**TASK DETAILS**
Return every line of the data that contains the string "VarBuilder".

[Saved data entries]
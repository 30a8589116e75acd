use crate::config::{
    ConditionerKind, HlTransformerConfig, HltConfig, MaxVitConfig, TextConditionerConfig,
};

/// Two-stage MaxViT (widths 8 and 16, window 2); frames must be multiples of 16px.
pub fn tiny_max_vit_config() -> MaxVitConfig {
    MaxVitConfig {
        num_classes: 5,
        dim: 8,
        depth: vec![1, 2],
        dim_head: 4,
        dim_conv_stem: Some(4),
        window_size: 2,
        mbconv_expansion_rate: 2.0,
        mbconv_shrinkage_rate: 0.25,
        mbconv_dropsample: 0.0,
        num_mem_kv: 2,
        dropout: 0.0,
        channels: 3,
    }
}

/// Two-layer temporal transformer over 2 learned tokens per frame, 16-wide text.
pub fn tiny_hl_transformer_config() -> HlTransformerConfig {
    HlTransformerConfig {
        num_actions: 4,
        action_bins: 8,
        depth: 2,
        heads: 2,
        dim_head: 8,
        token_learner_ff_mult: 2,
        token_learner_num_output_tokens: 2,
        cond_drop_prob: 0.2,
        attn_dropout: 0.0,
        ff_dropout: 0.0,
        conditioner_kind: ConditionerKind::Film,
        conditioner: TextConditionerConfig {
            text_embed_dim: 16,
            film_hidden_mult: 2,
            attn_heads: 2,
            attn_dim_head: 8,
        },
    }
}

/// Flat HLT config with the same backbone scale as [`tiny_max_vit_config`].
pub fn tiny_hlt_config() -> HltConfig {
    HltConfig {
        num_classes: 5,
        dim_conv_stem: 4,
        dim: 8,
        dim_head: 4,
        depth: vec![1, 1],
        window_size: 2,
        mbconv_expansion_rate: 2.0,
        mbconv_shrinkage_rate: 0.25,
        dropout: 0.0,
        num_actions: 3,
        action_bins: 4,
        hl_depth: 1,
        hl_heads: 2,
        hl_dim_head: 4,
        cond_drop_prob: 0.2,
        text_embed_dim: 8,
    }
}
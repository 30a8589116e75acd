//! MBConv: inverted-bottleneck convolution block with squeeze-excitation.
//!
//! ```text
//! 1x1 conv → BN → GELU → 3x3 depthwise (stride 2 when downsampling) → BN → GELU
//!   → squeeze-excitation → 1x1 conv → BN
//! ```
//!
//! When input and output widths match and the block keeps resolution, the
//! branch is residual with per-sample drop.

use candle_core::{Module, ModuleT, Result, Tensor};
use candle_nn::{
    batch_norm, conv2d, linear_no_bias, BatchNorm, BatchNormConfig, Conv2d, Conv2dConfig, Linear,
    VarBuilder,
};

use crate::layers::Dropsample;

// ─── Squeeze-Excitation ──────────────────────────────────────────────────────

/// Channel gate from a pooled bottleneck: mean → Linear → SiLU → Linear → sigmoid.
#[derive(Clone, Debug)]
pub struct SqueezeExcitation {
    reduce: Linear,
    expand: Linear,
}

impl SqueezeExcitation {
    /// Bottleneck width is `int(dim * shrinkage_rate)`.
    pub fn new(dim: usize, shrinkage_rate: f64, vb: VarBuilder) -> Result<Self> {
        let hidden = (dim as f64 * shrinkage_rate) as usize;
        if hidden == 0 {
            candle_core::bail!(
                "squeeze-excitation width int({dim} * {shrinkage_rate}) is zero"
            );
        }
        Ok(Self {
            reduce: linear_no_bias(dim, hidden, vb.pp("gate.1"))?,
            expand: linear_no_bias(hidden, dim, vb.pp("gate.3"))?,
        })
    }
}

impl Module for SqueezeExcitation {
    fn forward(&self, xs: &Tensor) -> Result<Tensor> {
        let (b, c, _, _) = xs.dims4()?;
        let pooled = xs.mean((2, 3))?;
        let gate = self.reduce.forward(&pooled)?.silu()?;
        let gate = self.expand.forward(&gate)?;
        let gate = candle_nn::ops::sigmoid(&gate)?.reshape((b, c, 1, 1))?;
        xs.broadcast_mul(&gate)
    }
}

// ─── MBConv ──────────────────────────────────────────────────────────────────

#[derive(Clone, Debug)]
pub struct MbConv {
    expand_conv: Conv2d,
    expand_bn: BatchNorm,
    depthwise_conv: Conv2d,
    depthwise_bn: BatchNorm,
    se: SqueezeExcitation,
    project_conv: Conv2d,
    project_bn: BatchNorm,
    /// Present when the block is residual.
    dropsample: Option<Dropsample>,
    dim_out: usize,
    downsample: bool,
}

impl MbConv {
    pub fn new(
        dim_in: usize,
        dim_out: usize,
        downsample: bool,
        expansion_rate: f64,
        shrinkage_rate: f64,
        dropsample: f64,
        vb: VarBuilder,
    ) -> Result<Self> {
        let hidden = (expansion_rate * dim_out as f64) as usize;
        if hidden == 0 {
            candle_core::bail!("mbconv hidden width int({expansion_rate} * {dim_out}) is zero");
        }
        let vb = vb.pp("net");
        let bn_cfg = BatchNormConfig::default();

        let expand_conv = conv2d(dim_in, hidden, 1, Conv2dConfig::default(), vb.pp("0"))?;
        let expand_bn = batch_norm(hidden, bn_cfg, vb.pp("1"))?;
        let depthwise_cfg = Conv2dConfig {
            padding: 1,
            stride: if downsample { 2 } else { 1 },
            groups: hidden,
            ..Default::default()
        };
        let depthwise_conv = conv2d(hidden, hidden, 3, depthwise_cfg, vb.pp("3"))?;
        let depthwise_bn = batch_norm(hidden, bn_cfg, vb.pp("4"))?;
        let se = SqueezeExcitation::new(hidden, shrinkage_rate, vb.pp("6"))?;
        let project_conv = conv2d(hidden, dim_out, 1, Conv2dConfig::default(), vb.pp("7"))?;
        let project_bn = batch_norm(dim_out, bn_cfg, vb.pp("8"))?;

        let dropsample = if dim_in == dim_out && !downsample {
            Some(Dropsample::new(dropsample)?)
        } else {
            None
        };

        Ok(Self {
            expand_conv,
            expand_bn,
            depthwise_conv,
            depthwise_bn,
            se,
            project_conv,
            project_bn,
            dropsample,
            dim_out,
            downsample,
        })
    }

    pub fn is_residual(&self) -> bool {
        self.dropsample.is_some()
    }

    pub fn dim_out(&self) -> usize {
        self.dim_out
    }

    pub fn downsample(&self) -> bool {
        self.downsample
    }

    /// `(b, dim_in, h, w)` → `(b, dim_out, h', w')`, halved when downsampling.
    pub fn forward(&self, xs: &Tensor, train: bool) -> Result<Tensor> {
        let h = self.expand_conv.forward(xs)?;
        let h = self.expand_bn.forward_t(&h, train)?.gelu_erf()?;
        let h = self.depthwise_conv.forward(&h)?;
        let h = self.depthwise_bn.forward_t(&h, train)?.gelu_erf()?;
        let h = self.se.forward(&h)?;
        let h = self.project_conv.forward(&h)?;
        let h = self.project_bn.forward_t(&h, train)?;
        match &self.dropsample {
            Some(dropsample) => dropsample.forward(&h, train)? + xs,
            None => Ok(h),
        }
    }
}
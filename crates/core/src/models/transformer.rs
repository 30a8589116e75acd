//! Temporal transformer: pre-norm multi-query attention and feed-forward
//! layers, each optionally modulated by the next conditioning closure.

use candle_core::{Result, Tensor};
use candle_nn::VarBuilder;

use crate::conditioning::{next_cond_fn, CondCursor};
use crate::layers::{AttentionInputs, FeedForward, TransformerAttention};

#[derive(Clone, Debug)]
struct TransformerLayer {
    attn: TransformerAttention,
    ff: FeedForward,
}

#[derive(Clone, Debug)]
pub struct Transformer {
    layers: Vec<TransformerLayer>,
    dim: usize,
}

impl Transformer {
    pub fn new(
        dim: usize,
        dim_head: usize,
        heads: usize,
        depth: usize,
        attn_dropout: f64,
        ff_dropout: f64,
        vb: VarBuilder,
    ) -> Result<Self> {
        let vb = vb.pp("layers");
        let layers = (0..depth)
            .map(|i| -> Result<TransformerLayer> {
                let vb = vb.pp(i);
                Ok(TransformerLayer {
                    attn: TransformerAttention::new(
                        dim,
                        false,
                        dim_head,
                        None,
                        heads,
                        false,
                        attn_dropout,
                        vb.pp("attn"),
                    )?,
                    ff: FeedForward::new(dim, 4.0, ff_dropout, vb.pp("ff"))?,
                })
            })
            .collect::<Result<Vec<_>>>()?;
        Ok(Self { layers, dim })
    }

    pub fn depth(&self) -> usize {
        self.layers.len()
    }

    /// Conditioning closures consumed per call when a cursor is supplied.
    pub fn num_cond_sites(&self) -> usize {
        self.layers.len() * 2
    }

    /// `(b, n, dim)` → `(b, n, dim)`.
    ///
    /// `attn_mask` is boolean, broadcastable to `(b, heads, n, n)`, non-zero = may attend.
    pub fn forward(
        &self,
        xs: &Tensor,
        mut cond: Option<&mut CondCursor<'_>>,
        attn_mask: Option<&Tensor>,
        train: bool,
    ) -> Result<Tensor> {
        let (_, _, dim) = xs.dims3()?;
        if dim != self.dim {
            candle_core::bail!("transformer built for width {}, got {dim}", self.dim);
        }
        let mut xs = xs.clone();
        for layer in &self.layers {
            let inputs = AttentionInputs {
                attn_mask,
                cond_fn: next_cond_fn(&mut cond)?,
                ..Default::default()
            };
            xs = (layer.attn.forward(&xs, inputs, train)? + &xs)?;
            let ff_cond = next_cond_fn(&mut cond)?;
            xs = (layer.ff.forward(&xs, ff_cond, train)? + &xs)?;
        }
        Ok(xs)
    }
}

**TASK OUTPUT**
    VarBuilder,
    pub fn new(dim: usize, shrinkage_rate: f64, vb: VarBuilder) -> Result<Self> {
        vb: VarBuilder,
use candle_nn::VarBuilder;
        vb: VarBuilder,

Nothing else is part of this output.